Colloidally synthesized cesium lead bromine (CsPbBr₃) nanocrystals are considered as one of the most promising luminescent materials due to their excellent photoelectric properties. However, the ligands binding to CsPbBr₃ are prone to being detached from the surface due to proton exchange, which leads to the formation of high-density defects, thus reducing their stability significantly. Herein, it is proposed to synthesize stable CsPbBr₃ using a dual functional phosphate-ester BODIPY (BDPPO) as an alternative to the traditional oleic acid ligand (BDPPO–CsPbBr₃). The PO and –F groups in BDPPO act as a double passivation system, which allows the coordination with unsaturated sites (Cs⁺ or Pb²⁺), thus effectively managing the defects of CsPbBr₃. Notably, the hard base (PO) shows an intense interaction with the hard acid (Cs⁺) according to the soft–hard–acid–base theory, which ensures high efficiency in stabilizing the BDPPO ligand capped on CsPbBr₃. Moreover, the BDPPO substitute can be used to create an acid-free environment, which eliminates the possibility of proton transfer, thus enhancing the hydrogen-bonding interaction between the Br terminal in CsPbBr₃ and the ammonium groups of oleylamine.

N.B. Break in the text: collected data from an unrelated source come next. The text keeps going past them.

//! Entry-point dispatcher.
//!
//! The host runs the exported operations one at a time, in the order the
//! manifest lists them. Each call builds a fresh [`Plugin`]; nothing is kept
//! between calls.

use crate::config::{Manifest, PluginConfig};
use crate::error::{PluginError, PluginResult};
use crate::host::{CredentialSource, Host, TAB_URL_KEY};
use crate::request::{RequestDescriptor, SessionAuth, SECRET_HEADER_ORDER};
use crate::resources::{ApiResource, Resource, ResourceKind};
use serde::Serialize;
use serde_json::Value;
use tracing::{debug, info, warn};
use url::Url;

/// Names of the operations exported to the host.
pub const OPERATIONS: [&str; 7] = [
    "config",
    "start",
    "query_account",
    "parse_account",
    "notarize_account",
    "query_tweet",
    "notarize_tweet",
];

/// Request field naming the operation the host calls back for revealed
/// response ranges.
const SECRET_RESPONSE_FIELD: &str = "getSecretResponse";

pub struct Plugin<H> {
    host: H,
    config: PluginConfig,
}

impl<H: Host> Plugin<H> {
    /// Load the configuration (bundled, or overridden by the host) and bind it to `host`.
    pub fn new(host: H) -> PluginResult<Self> {
        let config = PluginConfig::load(&host)?;
        Ok(Self::with_config(host, config))
    }

    pub fn with_config(host: H, config: PluginConfig) -> Self {
        Self { host, config }
    }

    /// The manifest, exactly as bundled.
    pub fn manifest(&self) -> &Value {
        self.config.manifest().as_value()
    }

    /// Admission check: the active tab must be on an allowed host.
    ///
    /// Otherwise the tab is redirected to the fallback URL and the call fails
    /// with [`PluginError::InvalidHost`].
    pub fn start(&self) -> PluginResult<bool> {
        let contract = self.config.contract();
        let tab_url = self.tab_url()?.unwrap_or_default();

        let hostname = Url::parse(&tab_url)
            .ok()
            .and_then(|url| url.host_str().map(str::to_owned));

        match hostname {
            Some(hostname) if contract.allowed_hosts.contains(&hostname) => {
                debug!(%hostname, "Tab is on an allowed host");
                Ok(true)
            }
            hostname => {
                info!("Redirecting tab to {}", contract.fallback_url);
                self.host
                    .redirect(&contract.fallback_url)
                    .map_err(PluginError::Host)?;
                Err(PluginError::InvalidHost {
                    got: hostname.unwrap_or(tab_url),
                })
            }
        }
    }

    /// Build the request descriptor for `kind` from the captured session.
    pub fn query(&self, kind: ResourceKind) -> PluginResult<RequestDescriptor> {
        let resource = self.resource(kind);
        let hostname = resource.credential_host();

        let cookies = self.host.credentials(CredentialSource::Cookies, hostname)?;
        let headers = self.host.credentials(CredentialSource::Headers, hostname)?;
        let auth = SessionAuth::from_session(hostname, &cookies, &headers)?;

        let tab_url = self.tab_url()?;
        let url = resource.url(tab_url.as_deref())?;

        let headers = auth.headers(hostname, &self.config.contract().client_language);
        let request =
            RequestDescriptor::new(url, "GET", headers).with_secret_order(&SECRET_HEADER_ORDER);
        debug!(
            %kind,
            url = %request.url,
            secret_headers = request.secret_headers.len(),
            "Built request descriptor"
        );

        Ok(request)
    }

    /// Revealed parts of a `kind` response body.
    pub fn parse(&self, kind: ResourceKind, body: &str) -> PluginResult<Vec<String>> {
        let resource = self.resource(kind);
        let rule = resource.redaction().ok_or_else(|| {
            PluginError::malformed(format!("{kind} responses have no redaction rule"))
        })?;

        let redaction = rule.redact(body)?;

        Ok(redaction
            .revealed_segments(body)
            .into_iter()
            .map(str::to_owned)
            .collect())
    }

    /// Submit a request descriptor (as produced by [`Plugin::query`]) for notarization.
    pub fn notarize(&self, kind: ResourceKind, input: &str) -> PluginResult<String> {
        let params: Value = serde_json::from_str(input).map_err(|e| {
            PluginError::malformed(format!("notarization request is not JSON: {e}"))
        })?;
        let Value::Object(mut request) = params else {
            return Err(PluginError::malformed(
                "notarization request must be a JSON object",
            ));
        };

        let resource = self.resource(kind);
        if let Some(handler) = resource.secret_response() {
            request.insert(SECRET_RESPONSE_FIELD.into(), Value::from(handler));
        }

        let handle = self
            .host
            .notarize(&Value::Object(request))
            .map_err(PluginError::Host)?;
        info!(%kind, "Notarization submitted");

        Ok(handle)
    }

    /// Run an exported operation by name and produce the JSON the host receives.
    ///
    /// `input` is the raw operation input; operations that take none ignore it.
    pub fn call(&self, operation: &str, input: &str) -> PluginResult<Value> {
        use ResourceKind::{Account, Tweet};

        match operation {
            "config" => Ok(self.manifest().clone()),
            "start" => respond(operation, self.start()),
            "query_account" => respond(operation, self.query(Account)),
            "parse_account" => respond(operation, self.parse(Account, input)),
            "notarize_account" => respond(operation, self.notarize(Account, input)),
            "query_tweet" => respond(operation, self.query(Tweet)),
            "notarize_tweet" => respond(operation, self.notarize(Tweet, input)),
            other => Err(PluginError::malformed(format!(
                "unknown operation `{other}`"
            ))),
        }
    }

    fn resource(&self, kind: ResourceKind) -> ApiResource {
        ApiResource::from_contract(kind, self.config.contract())
    }

    fn tab_url(&self) -> PluginResult<Option<String>> {
        self.host.read_config(TAB_URL_KEY).map_err(PluginError::Host)
    }
}

/// Run one exported operation against `host`.
///
/// `config` serves the bundled manifest without loading the API contract, so
/// a broken `apiContract` never keeps the host from reading the manifest.
pub fn execute<H: Host>(host: H, operation: &str, input: &str) -> PluginResult<Value> {
    if operation == "config" {
        return Ok(Manifest::bundled()?.as_value().clone());
    }

    Plugin::new(host)?.call(operation, input)
}

/// Collapse an operation result into the JSON the host receives: soft
/// failures become `false`, hard ones stay errors.
pub fn respond<T: Serialize>(operation: &str, result: PluginResult<T>) -> PluginResult<Value> {
    match result {
        Ok(output) => Ok(serde_json::to_value(output)?),
        Err(err) if err.is_soft() => {
            warn!(operation, "Refused: {err}");
            Ok(Value::Bool(false))
        }
        Err(err) => Err(err),
    }
}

Consequently, the obtained BDPPO–CsPbBr₃ exhibits better performance than CsPbBr₃ in terms of operational stability. By taking advantage of the different responses of CsPbBr₃ and BDPPO–CsPbBr₃ to environmental stimuli in combination, a variety of luminescent anti-counterfeiting labels are prepared to achieve the encryption and decryption of information. Therefore, stable CsPbBr₃ can be obtained innovatively through a reasonable design of the unique proton-free ligand capable of facilitating capping ligands to bind tightly on CsPbBr₃.